### How to complete this task
Write only the number of lines in the data that contain the word "DateTime".

═════ Data provided ═════

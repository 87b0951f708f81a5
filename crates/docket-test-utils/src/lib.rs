//! Shared test utilities for docket integration tests.
//!
//! Provides an in-memory [`FakeTracker`] implementing the tracker client
//! contract, document fixtures with fixed timestamps, and one-time test
//! logging setup.

use std::collections::{BTreeMap, BTreeSet};
use std::sync::{Mutex, MutexGuard, Once, PoisonError};

use chrono::{DateTime, TimeZone, Utc};
use tracing_subscriber::EnvFilter;

use docket_core::tracker::{
    DocumentQuery, DocumentState, IssueComment, IssueDocument, LabelSpec, NewDocument,
    RepoLocation, TrackerClient, TrackerError,
};

/// First comment id handed out by [`FakeTracker`].
pub const FIRST_COMMENT_ID: u64 = 1000;

// -----------------------------------------------------------------------
// Fixtures
// -----------------------------------------------------------------------

/// The timestamp every fixture document is created at.
pub fn fixed_time() -> DateTime<Utc> {
    Utc.with_ymd_and_hms(2024, 1, 15, 10, 30, 0)
        .single()
        .expect("fixed fixture timestamp is valid")
}

pub fn test_location() -> RepoLocation {
    RepoLocation::new("acme", "widgets")
}

/// An open document with no labels and no comments.
pub fn document(number: u64, title: &str, body: &str) -> IssueDocument {
    IssueDocument {
        number,
        title: title.to_owned(),
        body: body.to_owned(),
        state: DocumentState::Open,
        url: issue_url(number),
        labels: Vec::new(),
        assignees: Vec::new(),
        author: Some("alice".to_owned()),
        created_at: fixed_time(),
        updated_at: fixed_time(),
        comments: Vec::new(),
    }
}

pub fn comment(id: u64, body: &str) -> IssueComment {
    IssueComment {
        id,
        body: body.to_owned(),
        author: Some("alice".to_owned()),
        created_at: fixed_time(),
    }
}

fn issue_url(number: u64) -> String {
    format!("https://tracker.example/acme/widgets/issues/{number}")
}

// -----------------------------------------------------------------------
// Logging
// -----------------------------------------------------------------------

static INIT_TRACING: Once = Once::new();

/// Install a test-friendly tracing subscriber once per test binary.
///
/// Honours `RUST_LOG`; defaults to `warn`.
pub fn init_tracing() {
    INIT_TRACING.call_once(|| {
        let _ = tracing_subscriber::fmt()
            .with_env_filter(
                EnvFilter::try_from_default_env().unwrap_or_else(|_| EnvFilter::new("warn")),
            )
            .with_test_writer()
            .try_init();
    });
}

// -----------------------------------------------------------------------
// FakeTracker
// -----------------------------------------------------------------------

#[derive(Debug)]
struct State {
    documents: BTreeMap<u64, IssueDocument>,
    labels: BTreeSet<String>,
    next_number: u64,
    next_comment_id: u64,
    body_writes: Vec<(u64, String)>,
    comment_writes: Vec<(u64, String)>,
    failure: Option<String>,
}

/// In-memory tracker for one repository.
///
/// Records every body and comment write so tests can assert on what was
/// (or was not) persisted. [`FakeTracker::fail_requests`] makes every call
/// fail with an upstream error until [`FakeTracker::recover`].
#[derive(Debug)]
pub struct FakeTracker {
    location: RepoLocation,
    state: Mutex<State>,
}

impl Default for FakeTracker {
    fn default() -> Self {
        Self::new(test_location())
    }
}

impl FakeTracker {
    pub fn new(location: RepoLocation) -> Self {
        Self {
            location,
            state: Mutex::new(State {
                documents: BTreeMap::new(),
                labels: BTreeSet::new(),
                next_number: 1,
                next_comment_id: FIRST_COMMENT_ID,
                body_writes: Vec::new(),
                comment_writes: Vec::new(),
                failure: None,
            }),
        }
    }

    fn lock(&self) -> MutexGuard<'_, State> {
        self.state.lock().unwrap_or_else(PoisonError::into_inner)
    }

    /// Lock the state for a request against `location`.
    fn request(&self, location: &RepoLocation) -> Result<MutexGuard<'_, State>, TrackerError> {
        let state = self.lock();
        if let Some(message) = &state.failure {
            return Err(TrackerError::Upstream(message.clone()));
        }
        if *location != self.location {
            return Err(TrackerError::Upstream(format!(
                "repository {location} is not served by this tracker"
            )));
        }
        Ok(state)
    }

    fn not_found(&self, number: u64) -> TrackerError {
        TrackerError::NotFound {
            location: self.location.to_string(),
            number,
        }
    }

    /// Seed a document. Later created documents get higher numbers.
    pub fn insert_document(&self, document: IssueDocument) {
        let mut state = self.lock();
        state.next_number = state.next_number.max(document.number + 1);
        for c in &document.comments {
            state.next_comment_id = state.next_comment_id.max(c.id + 1);
        }
        state.documents.insert(document.number, document);
    }

    pub fn document(&self, number: u64) -> Option<IssueDocument> {
        self.lock().documents.get(&number).cloned()
    }

    /// Every `update_document_body` call, in order.
    pub fn body_writes(&self) -> Vec<(u64, String)> {
        self.lock().body_writes.clone()
    }

    /// Every `add_comment` and `update_comment` call as `(issue or comment
    /// id, body)`, in order.
    pub fn comment_writes(&self) -> Vec<(u64, String)> {
        self.lock().comment_writes.clone()
    }

    pub fn labels(&self) -> BTreeSet<String> {
        self.lock().labels.clone()
    }

    pub fn fail_requests(&self, message: &str) {
        self.lock().failure = Some(message.to_owned());
    }

    pub fn recover(&self) {
        self.lock().failure = None;
    }
}

impl TrackerClient for FakeTracker {
    fn get_document(
        &self,
        location: &RepoLocation,
        number: u64,
    ) -> Result<IssueDocument, TrackerError> {
        let state = self.request(location)?;
        state
            .documents
            .get(&number)
            .cloned()
            .ok_or_else(|| self.not_found(number))
    }

    fn list_documents(
        &self,
        location: &RepoLocation,
        query: &DocumentQuery,
    ) -> Result<Vec<IssueDocument>, TrackerError> {
        let state = self.request(location)?;
        let matching = state
            .documents
            .values()
            .filter(|doc| query.labels.iter().all(|l| doc.labels.contains(l)))
            .filter(|doc| query.state.is_none_or(|s| doc.state == s))
            .take(query.limit.unwrap_or(usize::MAX))
            .cloned()
            .collect();
        Ok(matching)
    }

    fn create_document(
        &self,
        location: &RepoLocation,
        new: &NewDocument,
    ) -> Result<IssueDocument, TrackerError> {
        let mut state = self.request(location)?;
        let number = state.next_number;
        state.next_number += 1;

        let mut doc = document(number, &new.title, &new.body);
        doc.labels = new.labels.clone();
        state.documents.insert(number, doc.clone());
        Ok(doc)
    }

    fn update_document_body(
        &self,
        location: &RepoLocation,
        number: u64,
        body: &str,
    ) -> Result<(), TrackerError> {
        let mut state = self.request(location)?;
        let doc = state
            .documents
            .get_mut(&number)
            .ok_or_else(|| self.not_found(number))?;
        doc.body = body.to_owned();
        state.body_writes.push((number, body.to_owned()));
        Ok(())
    }

    fn close_document(&self, location: &RepoLocation, number: u64) -> Result<(), TrackerError> {
        let mut state = self.request(location)?;
        let doc = state
            .documents
            .get_mut(&number)
            .ok_or_else(|| self.not_found(number))?;
        doc.state = DocumentState::Closed;
        Ok(())
    }

    fn add_comment(
        &self,
        location: &RepoLocation,
        number: u64,
        body: &str,
    ) -> Result<u64, TrackerError> {
        let mut state = self.request(location)?;
        let id = state.next_comment_id;
        let doc = state
            .documents
            .get_mut(&number)
            .ok_or_else(|| self.not_found(number))?;
        doc.comments.push(comment(id, body));
        state.next_comment_id += 1;
        state.comment_writes.push((number, body.to_owned()));
        Ok(id)
    }

    fn update_comment(
        &self,
        location: &RepoLocation,
        comment_id: u64,
        body: &str,
    ) -> Result<(), TrackerError> {
        let mut state = self.request(location)?;
        let comment = state
            .documents
            .values_mut()
            .flat_map(|doc| doc.comments.iter_mut())
            .find(|c| c.id == comment_id)
            .ok_or_else(|| TrackerError::CommentNotFound {
                location: self.location.to_string(),
                comment_id,
            })?;
        comment.body = body.to_owned();
        state.comment_writes.push((comment_id, body.to_owned()));
        Ok(())
    }

    fn list_comments(
        &self,
        location: &RepoLocation,
        number: u64,
    ) -> Result<Vec<IssueComment>, TrackerError> {
        let state = self.request(location)?;
        state
            .documents
            .get(&number)
            .map(|doc| doc.comments.clone())
            .ok_or_else(|| self.not_found(number))
    }

    fn ensure_label(&self, location: &RepoLocation, label: &LabelSpec) -> Result<bool, TrackerError> {
        let mut state = self.request(location)?;
        Ok(state.labels.insert(label.name.clone()))
    }
}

═════

### Reply to the exercise
2